ただ、気になるリズの後をつけたら新米職員ジョンと2人でいるところを見つけ、ブツブツぼやくのみならず
石まで投げて邪魔しちゃうなど、ちっともハードボイルドじゃないとこも笑えるんだが。
おまけにそんな姿をガキに見られて「隠れてないで告白しろよ」なんて言われるとこなんか
図体のでかい中学生のようで最高。「おう、同志!」って肩叩きたくなる感じだ。
・・・って俺も中学生かよ(笑)。
自分の姿にコンプレックスを持ち、人間扱いされない(人間じゃないけど)という
仮面ライダーやロボット刑事みたいな石森ヒーロー風の「異形の者の哀しさ」を湛えながらも
人間でありながら持ちたくもない「力」を持ってしまった仲間、リズへの想いを胸に
優しく接する「父親」ブルーム教授の想いを汲み、戦い続けるヘルボーイ。
そんな「心を持つ一人の人間」としての存在感がなんとも深みがあっていいんだよなあ。
そう、ヘルボーイは孤高であっても孤独じゃないのだ。
同僚である知的な半漁人エイプ(彼もまたいいキャラだ!)との異形の者同志の関係もクールでいいのだ。
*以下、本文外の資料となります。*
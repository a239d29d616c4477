use std::net::SocketAddr;
use std::sync::Arc;

use anyhow::Context;
use axum::body::Bytes;
use axum::extract::{Path, State};
use axum::http::StatusCode;
use axum::response::{IntoResponse, Response};
use axum::routing::{get, post};
use axum::{Json, Router};
use pagegrab_core::{ChangeEndpoint, Config, EndpointReply, EndpointRoute, OpencodeClient};

#[derive(Clone)]
struct AppState {
    endpoint: Arc<ChangeEndpoint>,
}

pub fn router(endpoint: Arc<ChangeEndpoint>) -> Router {
    Router::new()
        .route("/health", get(health))
        .route("/api/opencode/{route}", post(change_request))
        .with_state(AppState { endpoint })
}

pub async fn run_server(config: &Config) -> anyhow::Result<()> {
    let listen: SocketAddr = config
        .listen
        .parse()
        .with_context(|| format!("invalid listen address {:?}", config.listen))?;

    let assistant = Arc::new(OpencodeClient::new(&config.assistant_url));
    let endpoint = Arc::new(ChangeEndpoint::from_config(config, assistant));

    if endpoint.mode().is_development() {
        let routes: Vec<String> = EndpointRoute::all().iter().map(EndpointRoute::path).collect();
        tracing::info!(
            assistant = %config.assistant_url,
            project_dir = config.project_dir.as_deref().unwrap_or("-"),
            routes = %routes.join(", "),
            "change endpoints enabled"
        );
    } else {
        tracing::warn!("not in development mode; change endpoints will answer 404");
    }

    let app = router(endpoint);
    let listener = tokio::net::TcpListener::bind(listen)
        .await
        .context("bind server listener failed")?;
    tracing::info!("pagegrab-server listening on http://{}", listen);
    axum::serve(listener, app)
        .await
        .context("server terminated with error")
}

async fn health() -> Json<serde_json::Value> {
    Json(serde_json::json!({"status":"ok"}))
}

async fn change_request(
    State(state): State<AppState>,
    Path(route): Path<String>,
    body: Bytes,
) -> Response {
    let Some(route) = EndpointRoute::from_str(&route) else {
        return StatusCode::NOT_FOUND.into_response();
    };

    reply_response(state.endpoint.handle(route, &body).await)
}

fn reply_response(reply: EndpointReply) -> Response {
    let status = StatusCode::from_u16(reply.status).unwrap_or(StatusCode::INTERNAL_SERVER_ERROR);
    match reply.body {
        Some(body) => (status, Json(body)).into_response(),
        None => status.into_response(),
    }
}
毒づきあいながらも互いの能力を尊重するとこなんざ必殺のチームを思い出す。
そして新米職員ジョン・マイヤーズやブルーム教授たち人間との心の通い合い。
リズが打算の無いヘルボーイに寄せる友情以上の想い、信頼・・・。
これらの要素が、物語を単純な「敵との戦闘」に留めずいいリズムになっている。
むしろこっちのドラマをもっと見たくなるくらいだった。
とは言え敵の一人、クロエネンは最高だった!
百鬼丸かよっていう両腕刀振り回し&香港映画のキメポーズ的な殺陣がナチスに見えない難点はあるが
ヤバイ強さ&冷酷さで(素顔もステキ(笑))憎々しくもカッコ良い!また出てきて欲しいなあ。
それにしてもリズのセルマ・ブレマの不景気な顔は良かった!ああいう幸せ薄い顔に反応しちゃうんだよな。
三白眼気味の温かさを知らない目。それが薄くほほ笑む時の艶っぽさ。こういう目にも滅法弱いのだ(笑)
「パンズ・ラビリンス」で大いに気にいったギレルモ・デル・トロ監督が
マイク・ミニョーラの原作コミックの陰影ある雰囲気をうまく活かしているそうだが
原作読んでないからその辺はわかりませぬ。
ただこのダークな画作りの中で展開するこのキャラクター群像は
続編「ゴールデン・アーミー」の購入も強く決意させるには充分であったぞ!
不勉強で観てなかったブレイドシリーズにも今さらながら手を出したくなってきたのだった!